Samsung Heavy Industries Gets $1.5B FLNG Order

Friday, January 5, 2024

Samsung Heavy Industries (SHI) has secured an engineering, procurement and construction (EPC) contract for a new floating LNG production unit worth $1.5 billion.

SHI formed a consortium with Black & Veatch for the delivery of the new FLNG unit, subject to final investment decision for the project (FID) being developed by the 'North American client'.

Undisclosed by SHI, the client is most likely Haisla Nation and Pembina Pipeline Corporation (Pembina), a partner in the development of the proposed Cedar LNG project, which confirmed the order had been placed to SHI-Black & Veatch consortium

“This is a critical milestone on our path towards a FID for Cedar LNG, the first Indigenous majority-owned LNG project in the world. We have secured world class FLNG expertise and look forward to working with SHI and Black & Veatch to build an LNG facility with one of the cleanest environmental profiles in the world that will usher in a new era of low carbon, sustainable LNG production,” said Doug Arnell, Cedar LNG Chief Executive Officer.

“Our role in helping Cedar LNG make history on this world-class facility aligns with our commitment to deliver a reliable and resilient global energy supply as a leader in the world’s energy transition,” added Mario Azar, Black & Veatch Chairman & Chief Executive Officer.

Cedar LNG is a proposed floating LNG facility in Kitimat, British Columbia in Canada, within the traditional territory of the Haisla Nation.

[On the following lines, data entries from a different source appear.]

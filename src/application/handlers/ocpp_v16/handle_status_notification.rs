//! StatusNotification handler

use chrono::Utc;
use rust_ocpp::v1_6::messages::status_notification::{
    StatusNotificationRequest, StatusNotificationResponse,
};
use rust_ocpp::v1_6::types::ChargePointStatus;
use serde_json::Value;
use tracing::{error, info};

use crate::application::handlers::OcppHandlerV16;
use crate::application::ports::ConnectorStatus;
use crate::notifications::{ConnectorStatusChangedEvent, Event};

pub async fn handle_status_notification(handler: &OcppHandlerV16, payload: &Value) -> Value {
    let req: StatusNotificationRequest = match serde_json::from_value(payload.clone()) {
        Ok(r) => r,
        Err(e) => {
            error!(charge_point_id = handler.charge_point_id.as_str(), error = %e, "Failed to parse StatusNotification");
            return serde_json::json!({});
        }
    };

    info!(
        charge_point_id = handler.charge_point_id.as_str(),
        connector_id = req.connector_id,
        status = ?req.status,
        "StatusNotification"
    );

    let connector_status = match req.status {
        ChargePointStatus::Available => ConnectorStatus::Available,
        ChargePointStatus::Preparing => ConnectorStatus::Preparing,
        ChargePointStatus::Charging => ConnectorStatus::Charging,
        ChargePointStatus::SuspendedEV => ConnectorStatus::SuspendedEV,
        ChargePointStatus::SuspendedEVSE => ConnectorStatus::SuspendedEVSE,
        ChargePointStatus::Finishing => ConnectorStatus::Finishing,
        ChargePointStatus::Reserved => ConnectorStatus::Reserved,
        ChargePointStatus::Unavailable => ConnectorStatus::Unavailable,
        ChargePointStatus::Faulted => ConnectorStatus::Faulted,
    };

    handler.services.registry.set_connector_status(
        &handler.charge_point_id,
        req.connector_id,
        connector_status,
    );

    handler
        .services
        .event_bus
        .publish(Event::ConnectorStatusChanged(ConnectorStatusChangedEvent {
            charge_point_id: handler.charge_point_id.clone(),
            connector_id: req.connector_id,
            status: format!("{:?}", req.status),
            timestamp: req.timestamp.unwrap_or_else(Utc::now),
        }));

    serde_json::to_value(&StatusNotificationResponse {}).unwrap_or_default()
}
//! Repository implementations backed by process memory

mod memory;

pub use memory::InMemoryStorage;
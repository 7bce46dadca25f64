//! Streaming wallet guard
//!
//! Runs on every telemetry batch of a transaction. Prices the energy drawn
//! since the transaction's baseline at the account's flat rate and stops
//! the transaction once that cost exceeds the balance.
//!
//! The baseline is the last energy value the previous transaction on the
//! same connector recorded. It is looked up once per transaction and kept
//! in the injected cache; later batches never re-query it.

use std::sync::Arc;
use std::time::Instant;

use rust_decimal::Decimal;
use rust_decimal_macros::dec;
use serde::Serialize;
use tracing::{debug, error, info, warn};

use super::wallet_stop::WalletStopDispatcher;
use crate::application::ports::WalletProvider;
use crate::domain::{
    Charge, ConnectorRef, DomainError, DomainResult, MeterReading, RepositoryProvider, TelemetryRecord,
};
use crate::shared::cache::ComputeOnceCache;

pub const DEFAULT_FLAT_TAX_PERCENT: Decimal = dec!(18);

/// Baseline energy per transaction id.
pub type LastEnergyCache = ComputeOnceCache<i32, Decimal>;

#[derive(Debug, Clone, PartialEq, Serialize)]
#[serde(tag = "outcome", rename_all = "snake_case")]
pub enum StreamingOutcome {
    /// Transaction or wallet unknown; nothing was priced
    Skipped,
    Priced { balance: Decimal, cost: Decimal },
    Stopped { balance: Decimal, cost: Decimal },
}

pub struct StreamingWalletGuard {
    repos: Arc<dyn RepositoryProvider>,
    wallet: Arc<dyn WalletProvider>,
    stopper: Arc<WalletStopDispatcher>,
    last_energy: Arc<LastEnergyCache>,
    tax_percent: Decimal,
}

impl StreamingWalletGuard {
    pub fn new(
        repos: Arc<dyn RepositoryProvider>,
        wallet: Arc<dyn WalletProvider>,
        stopper: Arc<WalletStopDispatcher>,
        last_energy: Arc<LastEnergyCache>,
    ) -> Self {
        Self {
            repos,
            wallet,
            stopper,
            last_energy,
            tax_percent: DEFAULT_FLAT_TAX_PERCENT,
        }
    }

    pub fn with_tax_percent(mut self, tax_percent: Decimal) -> Self {
        self.tax_percent = tax_percent;
        self
    }

    pub async fn evaluate(
        &self,
        readings: &[MeterReading],
        transaction_id: i32,
        connector: &ConnectorRef,
    ) -> DomainResult<StreamingOutcome> {
        let started = Instant::now();

        let Some(tx) = self.repos.transactions().find_by_id(transaction_id).await? else {
            warn!(transaction_id, connector = %connector, "Telemetry for unknown transaction");
            return Ok(StreamingOutcome::Skipped);
        };

        let snapshot = match self.wallet.wallet_and_rate(&tx.id_tag).await {
            Ok(snapshot) => snapshot,
            Err(e) => {
                warn!(transaction_id, id_tag = tx.id_tag.as_str(), error = %e, "Wallet unavailable, skipping batch");
                return Ok(StreamingOutcome::Skipped);
            }
        };

        let baseline = self.baseline(connector, transaction_id).await?;

        let telemetry = self.repos.telemetry();
        let mut record = TelemetryRecord::new(transaction_id, connector.clone(), tx.id_tag.as_str());
        let mut outcome = StreamingOutcome::Priced {
            balance: snapshot.balance,
            cost: Decimal::ZERO,
        };

        for reading in readings {
            record.timestamp = reading.timestamp;
            for value in &reading.values {
                if let Err(e) = record.apply(value) {
                    warn!(transaction_id, measurand = ?value.measurand, error = %e, "Discarding measurand");
                }
            }
            if let Err(e) = telemetry.insert(record.clone()).await {
                error!(transaction_id, error = %e, "Telemetry write failed");
            }

            let delta_wh = (record.energy_wh - baseline).max(Decimal::ZERO);
            let charge = Charge::compute(
                delta_wh / Decimal::ONE_THOUSAND,
                snapshot.unit_rate,
                self.tax_percent,
            );
            if let Err(e) = telemetry
                .update_latest_cost(transaction_id, charge.tax_amount, charge.total)
                .await
            {
                error!(transaction_id, error = %e, "Telemetry cost write failed");
            }
            debug!(transaction_id, delta_wh = %delta_wh, cost = %charge.total, "Telemetry priced");

            if charge.total > snapshot.balance {
                info!(
                    transaction_id,
                    id_tag = tx.id_tag.as_str(),
                    cost = %charge.total,
                    balance = %snapshot.balance,
                    "Cost exceeds balance, stopping transaction"
                );
                self.stopper
                    .stop(&tx, snapshot.balance, charge.total, "streaming")
                    .await;
                outcome = StreamingOutcome::Stopped {
                    balance: snapshot.balance,
                    cost: charge.total,
                };
                break;
            }
            outcome = StreamingOutcome::Priced {
                balance: snapshot.balance,
                cost: charge.total,
            };
        }

        metrics::histogram!("wallet_guard_evaluation_seconds", "guard" => "streaming")
            .record(started.elapsed().as_secs_f64());
        Ok(outcome)
    }

    async fn baseline(&self, connector: &ConnectorRef, transaction_id: i32) -> DomainResult<Decimal> {
        let repos = Arc::clone(&self.repos);
        self.last_energy
            .get_or_try_init(transaction_id, || async move {
                let previous = repos
                    .telemetry()
                    .last_energy_of_previous_transaction(connector, transaction_id)
                    .await?;
                debug!(transaction_id, previous = ?previous, "Energy baseline seeded");
                Ok::<_, DomainError>(previous.unwrap_or(Decimal::ZERO))
            })
            .await
    }

    pub fn forget(&self, transaction_id: i32) {
        self.last_energy.remove(&transaction_id);
    }
}

#[cfg(test)]
mod tests {
    use super::*;
    use crate::application::services::session::SessionCommandFacade;
    use crate::application::services::stop_reason::{StopReasonStore, STOP_BY_SERVER};
    use crate::application::services::testing::{
        FakeReachability, FakeWallet, RecordingCommands, RecordingNotifier,
    };
    use crate::domain::{ChargingTransaction, Measurand, SampledReading};
    use crate::infrastructure::storage::InMemoryStorage;
    use crate::notifications::create_event_bus;
    use chrono::{DateTime, Duration, TimeZone, Utc};
    use std::time::Duration as StdDuration;

    struct Harness {
        guard: StreamingWalletGuard,
        storage: Arc<InMemoryStorage>,
        commands: Arc<RecordingCommands>,
        wallet: Arc<FakeWallet>,
        reasons: Arc<StopReasonStore>,
        cache: Arc<LastEnergyCache>,
    }

    fn at(minute: i64) -> DateTime<Utc> {
        Utc.with_ymd_and_hms(2024, 5, 1, 10, 0, 0).unwrap() + Duration::minutes(minute)
    }

    fn conn() -> ConnectorRef {
        ConnectorRef::new("CP001", 1)
    }

    fn harness(balance: Decimal) -> Harness {
        let storage = Arc::new(InMemoryStorage::new());
        let commands = Arc::new(RecordingCommands::default());
        let wallet = Arc::new(FakeWallet::new(balance, dec!(8)));
        let reasons = Arc::new(StopReasonStore::new());
        let cache = Arc::new(LastEnergyCache::new());
        let facade = Arc::new(SessionCommandFacade::new(
            commands.clone(),
            Arc::new(FakeReachability::default()),
            Arc::new(RecordingNotifier::default()),
        ));
        let stopper = Arc::new(WalletStopDispatcher::new(
            facade,
            reasons.clone(),
            create_event_bus(),
            StdDuration::from_secs(60),
        ));
        let guard = StreamingWalletGuard::new(storage.clone(), wallet.clone(), stopper, cache.clone());
        Harness {
            guard,
            storage,
            commands,
            wallet,
            reasons,
            cache,
        }
    }

    fn energy(minute: i64, wh: &str) -> MeterReading {
        MeterReading {
            timestamp: at(minute),
            values: vec![SampledReading::new(Measurand::EnergyActiveImportRegister, wh).with_unit("Wh")],
        }
    }

    /// Previous transaction 1 left the register at 1000 Wh; transaction 2 is open.
    async fn with_predecessor(h: &Harness) {
        let mut previous = TelemetryRecord::new(1, conn(), "TAG");
        previous.timestamp = at(0);
        previous.energy_wh = dec!(1000);
        h.storage.telemetry().insert(previous).await.unwrap();
        h.storage
            .transactions()
            .save(ChargingTransaction::new(2, conn(), "TAG", at(1)))
            .await
            .unwrap();
    }

    #[tokio::test]
    async fn prices_energy_since_predecessor_with_flat_tax() {
        let h = harness(dec!(10));
        with_predecessor(&h).await;

        let outcome = h.guard.evaluate(&[energy(2, "1500")], 2, &conn()).await.unwrap();

        assert_eq!(outcome, StreamingOutcome::Priced { balance: dec!(10), cost: dec!(4.72) });
        let rows = h.storage.telemetry_rows(2);
        assert_eq!(rows.len(), 1);
        assert_eq!(rows[0].energy_wh, dec!(1500));
        assert_eq!(rows[0].tax_amount, Some(dec!(0.72)));
        assert_eq!(rows[0].total_amount, Some(dec!(4.72)));
        assert!(h.commands.stops().is_empty());
    }

    #[tokio::test]
    async fn cost_above_balance_stops_only_that_transaction() {
        let h = harness(dec!(4));
        with_predecessor(&h).await;
        h.storage
            .transactions()
            .save(ChargingTransaction::new(3, ConnectorRef::new("CP001", 2), "TAG", at(1)))
            .await
            .unwrap();

        let outcome = h
            .guard
            .evaluate(&[energy(2, "1500"), energy(3, "1600")], 2, &conn())
            .await
            .unwrap();

        assert_eq!(outcome, StreamingOutcome::Stopped { balance: dec!(4), cost: dec!(4.72) });
        assert_eq!(h.commands.stops(), vec![("CP001".to_string(), 2)]);
        assert_eq!(h.reasons.take(2).as_deref(), Some(STOP_BY_SERVER));
        // The rest of the batch is not processed.
        assert_eq!(h.storage.telemetry_rows(2).len(), 1);
    }

    #[tokio::test]
    async fn baseline_is_looked_up_once_per_transaction() {
        let h = harness(dec!(100));
        with_predecessor(&h).await;
        h.guard.evaluate(&[energy(2, "1500")], 2, &conn()).await.unwrap();

        // A later row from the "previous" transaction must not shift the baseline.
        let mut late = TelemetryRecord::new(1, conn(), "TAG");
        late.timestamp = at(3);
        late.energy_wh = dec!(1400);
        h.storage.telemetry().insert(late).await.unwrap();

        let outcome = h.guard.evaluate(&[energy(4, "2000")], 2, &conn()).await.unwrap();
        assert_eq!(outcome, StreamingOutcome::Priced { balance: dec!(100), cost: dec!(9.44) });
        assert_eq!(h.cache.get(&2), Some(dec!(1000)));
    }

    #[tokio::test]
    async fn no_predecessor_means_zero_baseline() {
        let h = harness(dec!(100));
        h.storage
            .transactions()
            .save(ChargingTransaction::new(1, conn(), "TAG", at(0)))
            .await
            .unwrap();

        let outcome = h.guard.evaluate(&[energy(1, "0.5")], 1, &conn()).await;
        assert!(matches!(outcome, Ok(StreamingOutcome::Priced { .. })));
        assert_eq!(h.cache.get(&1), Some(Decimal::ZERO));
    }

    #[tokio::test]
    async fn register_below_baseline_costs_nothing() {
        let h = harness(dec!(1));
        with_predecessor(&h).await;
        let outcome = h.guard.evaluate(&[energy(2, "200")], 2, &conn()).await.unwrap();
        assert_eq!(outcome, StreamingOutcome::Priced { balance: dec!(1), cost: Decimal::ZERO });
    }

    #[tokio::test]
    async fn malformed_measurand_keeps_the_rest() {
        let h = harness(dec!(100));
        with_predecessor(&h).await;
        let reading = MeterReading {
            timestamp: at(2),
            values: vec![
                SampledReading::new(Measurand::Voltage, "n/a"),
                SampledReading::new(Measurand::SoC, "55"),
                SampledReading::new(Measurand::EnergyActiveImportRegister, "1.5").with_unit("kWh"),
            ],
        };

        h.guard.evaluate(&[reading], 2, &conn()).await.unwrap();

        let row = &h.storage.telemetry_rows(2)[0];
        assert_eq!(row.voltage, Decimal::ZERO);
        assert_eq!(row.soc, dec!(55));
        assert_eq!(row.total_amount, Some(dec!(4.72)));
    }

    #[tokio::test]
    async fn wallet_outage_skips_batch() {
        let h = harness(dec!(100));
        with_predecessor(&h).await;
        h.wallet.set_unavailable(true);

        let outcome = h.guard.evaluate(&[energy(2, "1500")], 2, &conn()).await.unwrap();

        assert_eq!(outcome, StreamingOutcome::Skipped);
        assert!(h.storage.telemetry_rows(2).is_empty());
    }

    #[tokio::test]
    async fn unknown_transaction_is_skipped() {
        let h = harness(dec!(100));
        let outcome = h.guard.evaluate(&[energy(2, "1500")], 99, &conn()).await.unwrap();
        assert_eq!(outcome, StreamingOutcome::Skipped);
        assert_eq!(h.wallet.calls(), 0);
    }
}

The project now has major regulatory approvals, signed memorandums of understanding for long-term liquefaction services for the project’s total LNG capacity, and with the achievement of this milestone, the project is at an advanced stage of planning and development with a FID expected by the end of the first quarter 2024.

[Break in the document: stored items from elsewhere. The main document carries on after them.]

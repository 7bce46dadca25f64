//! Health check handler

use std::sync::Arc;
use std::time::Instant;

use axum::{extract::State, http::StatusCode, Json};
use sea_orm::{ConnectionTrait, DatabaseConnection, Statement};
use serde::Serialize;

use crate::application::SharedSessionRegistry;

/// Health check state
#[derive(Clone)]
pub struct HealthState {
    /// `None` when running on in-memory storage
    pub db: Option<DatabaseConnection>,
    pub session_registry: SharedSessionRegistry,
    pub started_at: Arc<Instant>,
}

/// Service health response
#[derive(Debug, Serialize)]
pub struct HealthResponse {
    pub status: String,
    pub version: String,
    pub uptime_seconds: u64,
    pub database: ComponentHealth,
    pub connected_charge_points: u32,
}

/// Component health status
#[derive(Debug, Serialize)]
pub struct ComponentHealth {
    pub status: String,
    pub latency_ms: Option<u64>,
}

pub async fn health_check(State(state): State<HealthState>) -> (StatusCode, Json<HealthResponse>) {
    let uptime = state.started_at.elapsed().as_secs();
    let connected = state.session_registry.count() as u32;

    let database = match &state.db {
        Some(db) => {
            let db_start = Instant::now();
            match db
                .execute(Statement::from_string(
                    db.get_database_backend(),
                    "SELECT 1".to_string(),
                ))
                .await
            {
                Ok(_) => ComponentHealth {
                    status: "ok".to_string(),
                    latency_ms: Some(db_start.elapsed().as_millis() as u64),
                },
                Err(_) => ComponentHealth {
                    status: "error".to_string(),
                    latency_ms: None,
                },
            }
        }
        None => ComponentHealth {
            status: "memory".to_string(),
            latency_ms: None,
        },
    };

    let healthy = database.status != "error";
    let http_status = if healthy {
        StatusCode::OK
    } else {
        StatusCode::SERVICE_UNAVAILABLE
    };

    (
        http_status,
        Json(HealthResponse {
            status: if healthy { "ok" } else { "degraded" }.to_string(),
            version: env!("CARGO_PKG_VERSION").to_string(),
            uptime_seconds: uptime,
            database,
            connected_charge_points: connected,
        }),
    )
}
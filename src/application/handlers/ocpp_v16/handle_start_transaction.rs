//! StartTransaction handler

use rust_decimal::Decimal;
use rust_ocpp::v1_6::messages::start_transaction::{
    StartTransactionRequest, StartTransactionResponse,
};
use rust_ocpp::v1_6::types::{AuthorizationStatus, IdTagInfo};
use serde_json::Value;
use tracing::{error, info};

use crate::application::handlers::OcppHandlerV16;
use crate::domain::ConnectorRef;

fn response(transaction_id: i32, status: AuthorizationStatus) -> Value {
    let response = StartTransactionResponse {
        transaction_id,
        id_tag_info: IdTagInfo {
            status,
            expiry_date: None,
            parent_id_tag: None,
        },
    };
    serde_json::to_value(&response).unwrap_or_default()
}

pub async fn handle_start_transaction(handler: &OcppHandlerV16, payload: &Value) -> Value {
    let req: StartTransactionRequest = match serde_json::from_value(payload.clone()) {
        Ok(r) => r,
        Err(e) => {
            error!(charge_point_id = handler.charge_point_id.as_str(), error = %e, "Failed to parse StartTransaction");
            return serde_json::json!({});
        }
    };

    info!(
        charge_point_id = handler.charge_point_id.as_str(),
        connector_id = req.connector_id,
        id_tag = req.id_tag.as_str(),
        meter_start = req.meter_start,
        "StartTransaction"
    );

    let connector = ConnectorRef::new(handler.charge_point_id.as_str(), req.connector_id);
    match handler
        .services
        .lifecycle
        .transaction_started(connector, &req.id_tag, req.timestamp, Decimal::from(req.meter_start))
        .await
    {
        Ok(tx) => response(tx.id, AuthorizationStatus::Accepted),
        Err(e) => {
            error!(charge_point_id = handler.charge_point_id.as_str(), error = %e, "Failed to start transaction");
            response(0, AuthorizationStatus::Invalid)
        }
    }
}
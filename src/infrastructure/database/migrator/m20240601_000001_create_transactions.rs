//! Create transactions table

use sea_orm_migration::prelude::*;

#[derive(DeriveMigrationName)]
pub struct Migration;

#[async_trait::async_trait]
impl MigrationTrait for Migration {
    async fn up(&self, manager: &SchemaManager) -> Result<(), DbErr> {
        manager
            .create_table(
                Table::create()
                    .table(Transactions::Table)
                    .if_not_exists()
                    .col(
                        ColumnDef::new(Transactions::Id)
                            .integer()
                            .not_null()
                            .primary_key(),
                    )
                    .col(ColumnDef::new(Transactions::ChargeBoxId).string().not_null())
                    .col(
                        ColumnDef::new(Transactions::ConnectorId)
                            .integer()
                            .not_null(),
                    )
                    .col(ColumnDef::new(Transactions::IdTag).string().not_null())
                    .col(
                        ColumnDef::new(Transactions::StartedAt)
                            .timestamp_with_time_zone()
                            .not_null(),
                    )
                    .col(ColumnDef::new(Transactions::StoppedAt).timestamp_with_time_zone())
                    .col(ColumnDef::new(Transactions::StopReason).string())
                    .to_owned(),
            )
            .await?;

        // Open transactions per account, scanned on every polling tick
        manager
            .create_index(
                Index::create()
                    .name("idx_transactions_id_tag")
                    .table(Transactions::Table)
                    .col(Transactions::IdTag)
                    .col(Transactions::StoppedAt)
                    .to_owned(),
            )
            .await?;

        manager
            .create_index(
                Index::create()
                    .name("idx_transactions_connector")
                    .table(Transactions::Table)
                    .col(Transactions::ChargeBoxId)
                    .col(Transactions::ConnectorId)
                    .to_owned(),
            )
            .await
    }

    async fn down(&self, manager: &SchemaManager) -> Result<(), DbErr> {
        manager
            .drop_table(Table::drop().table(Transactions::Table).to_owned())
            .await
    }
}

#[derive(Iden)]
pub enum Transactions {
    Table,
    Id,
    ChargeBoxId,
    ConnectorId,
    IdTag,
    StartedAt,
    StoppedAt,
    StopReason,
}
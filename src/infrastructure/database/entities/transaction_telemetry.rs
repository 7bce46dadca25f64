//! Running per-transaction telemetry entity

use sea_orm::entity::prelude::*;
use serde::{Deserialize, Serialize};

#[derive(Clone, Debug, PartialEq, DeriveEntityModel, Serialize, Deserialize)]
#[sea_orm(table_name = "transaction_telemetry")]
pub struct Model {
    #[sea_orm(primary_key)]
    pub id: i64,

    pub transaction_id: i32,
    pub charge_box_id: String,
    pub connector_id: i32,
    pub id_tag: String,
    pub timestamp: DateTimeUtc,

    #[sea_orm(column_type = "Decimal(Some((20, 4)))")]
    pub voltage: Decimal,
    #[sea_orm(column_type = "Decimal(Some((20, 4)))")]
    pub power_w: Decimal,
    #[sea_orm(column_type = "Decimal(Some((20, 4)))")]
    pub energy_wh: Decimal,
    #[sea_orm(column_type = "Decimal(Some((20, 4)))")]
    pub soc: Decimal,
    #[sea_orm(column_type = "Decimal(Some((20, 4)))")]
    pub offered_power_w: Decimal,

    /// Filled in by the streaming guard after pricing the batch
    #[sea_orm(column_type = "Decimal(Some((20, 6)))", nullable)]
    pub tax_amount: Option<Decimal>,
    #[sea_orm(column_type = "Decimal(Some((20, 6)))", nullable)]
    pub total_amount: Option<Decimal>,
}

#[derive(Copy, Clone, Debug, EnumIter, DeriveRelation)]
pub enum Relation {}

impl ActiveModelBehavior for ActiveModel {}
//! OCPP 1.6 action handlers
//!
//! Only the actions the billing engine consumes are handled; anything else
//! is answered with a `NotImplemented` CallError by the caller.

use serde_json::Value;

use super::OcppHandlerV16;

mod handle_boot_notification;
mod handle_heartbeat;
mod handle_meter_values;
mod handle_start_transaction;
mod handle_status_notification;
mod handle_stop_transaction;

pub use handle_boot_notification::handle_boot_notification;
pub use handle_heartbeat::handle_heartbeat;
pub use handle_meter_values::handle_meter_values;
pub use handle_start_transaction::handle_start_transaction;
pub use handle_status_notification::handle_status_notification;
pub use handle_stop_transaction::handle_stop_transaction;

/// Routes an action name to its handler. `None` for unhandled actions.
pub async fn action_matcher(handler: &OcppHandlerV16, action: &str, payload: &Value) -> Option<Value> {
    let response = match action {
        "BootNotification" => handle_boot_notification(handler, payload).await,
        "Heartbeat" => handle_heartbeat(handler, payload).await,
        "StatusNotification" => handle_status_notification(handler, payload).await,
        "StartTransaction" => handle_start_transaction(handler, payload).await,
        "StopTransaction" => handle_stop_transaction(handler, payload).await,
        "MeterValues" => handle_meter_values(handler, payload).await,
        _ => return None,
    };
    Some(response)
}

Subject to a positive FID, onshore construction work for the project could start as early as the second quarter 2024, with the delivery of the FLNG and substantial completion expected in 2028.

The project is strategically positioned to leverage Canada’s abundant natural gas supply and British Columbia’s growing LNG infrastructure to produce low-carbon LNG for overseas markets.

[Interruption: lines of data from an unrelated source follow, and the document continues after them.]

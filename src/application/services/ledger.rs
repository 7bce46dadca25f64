//! Session cost ledger
//!
//! Append-only cost rows plus one checkpoint per open transaction. The
//! checkpoint marks the last reading the polling path has billed up to and
//! only ever moves forward.

use std::sync::Arc;

use chrono::{DateTime, Utc};
use rust_decimal::Decimal;
use tracing::debug;

use crate::domain::{
    BillingCheckpoint, Charge, CostEntry, DomainError, DomainResult, RepositoryProvider,
    TariffWindow,
};

pub struct SessionCostLedger {
    repos: Arc<dyn RepositoryProvider>,
}

impl SessionCostLedger {
    pub fn new(repos: Arc<dyn RepositoryProvider>) -> Self {
        Self { repos }
    }

    pub async fn checkpoint(&self, transaction_id: i32) -> DomainResult<Option<BillingCheckpoint>> {
        self.repos.ledger().checkpoint(transaction_id).await
    }

    /// Price one interval at `window` and record it.
    ///
    /// The checkpoint is written before the cost row: a failure between the
    /// two loses a row rather than billing the interval twice.
    pub async fn bill_interval(
        &self,
        transaction_id: i32,
        interval_end: DateTime<Utc>,
        energy_at_end_wh: Decimal,
        energy_kwh: Decimal,
        window: &TariffWindow,
    ) -> DomainResult<CostEntry> {
        if let Some(current) = self.checkpoint(transaction_id).await? {
            if interval_end <= current.last_billed_at {
                return Err(DomainError::Conflict(format!(
                    "interval ending {} already billed for transaction {}",
                    interval_end, transaction_id
                )));
            }
        }

        let charge = Charge::compute(energy_kwh, window.unit_rate, window.tax_rate_percent);
        let entry = CostEntry {
            transaction_id,
            timestamp: interval_end,
            energy_kwh,
            tax_amount: charge.tax_amount,
            total_amount: charge.total,
        };

        let ledger = self.repos.ledger();
        ledger
            .save_checkpoint(BillingCheckpoint::new(transaction_id, interval_end, energy_at_end_wh))
            .await?;
        ledger.append_entry(entry.clone()).await?;

        metrics::counter!("billing_intervals_total").increment(1);
        debug!(
            transaction_id,
            energy_kwh = %energy_kwh,
            total = %entry.total_amount,
            "Interval billed"
        );
        Ok(entry)
    }

    /// Move the checkpoint without billing. Returns `false` when `at` is not
    /// after the current checkpoint.
    pub async fn advance_checkpoint(
        &self,
        transaction_id: i32,
        at: DateTime<Utc>,
        energy_wh: Decimal,
    ) -> DomainResult<bool> {
        if let Some(current) = self.checkpoint(transaction_id).await? {
            if at <= current.last_billed_at {
                return Ok(false);
            }
        }
        self.repos
            .ledger()
            .save_checkpoint(BillingCheckpoint::new(transaction_id, at, energy_wh))
            .await?;
        Ok(true)
    }

    /// Sum of totals billed after `since`.
    pub async fn cost_since_checkpoint(
        &self,
        transaction_id: i32,
        since: DateTime<Utc>,
    ) -> DomainResult<Decimal> {
        let entries = self.repos.ledger().entries_since(transaction_id, since).await?;
        Ok(entries.iter().map(|e| e.total_amount).sum())
    }

    pub async fn total_cost(&self, transaction_id: i32) -> DomainResult<Decimal> {
        let entries = self.repos.ledger().entries(transaction_id).await?;
        Ok(entries.iter().map(|e| e.total_amount).sum())
    }

    /// Discard the checkpoint of a finished transaction. Cost rows stay.
    pub async fn close(&self, transaction_id: i32) -> DomainResult<()> {
        self.repos.ledger().delete_checkpoint(transaction_id).await
    }
}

Natural gas will be delivered to Cedar LNG through an approximately 8-kilometer-long pipeline that connects to the Coastal GasLink pipeline.

The natural gas will then be converted to LNG, before being loaded onto an LNG carrier, about once every 7 to 10 days or up to 50 times a year. Each LNG carrier will travel through Douglas Channel to Hecate Straight, using the existing deep-water shipping lane, on its way to customers in the Asia Pacific.

Up to 500 people will be working at Cedar LNG during the peak of construction. Approximately 100 people will be working at the facility full-time during operation.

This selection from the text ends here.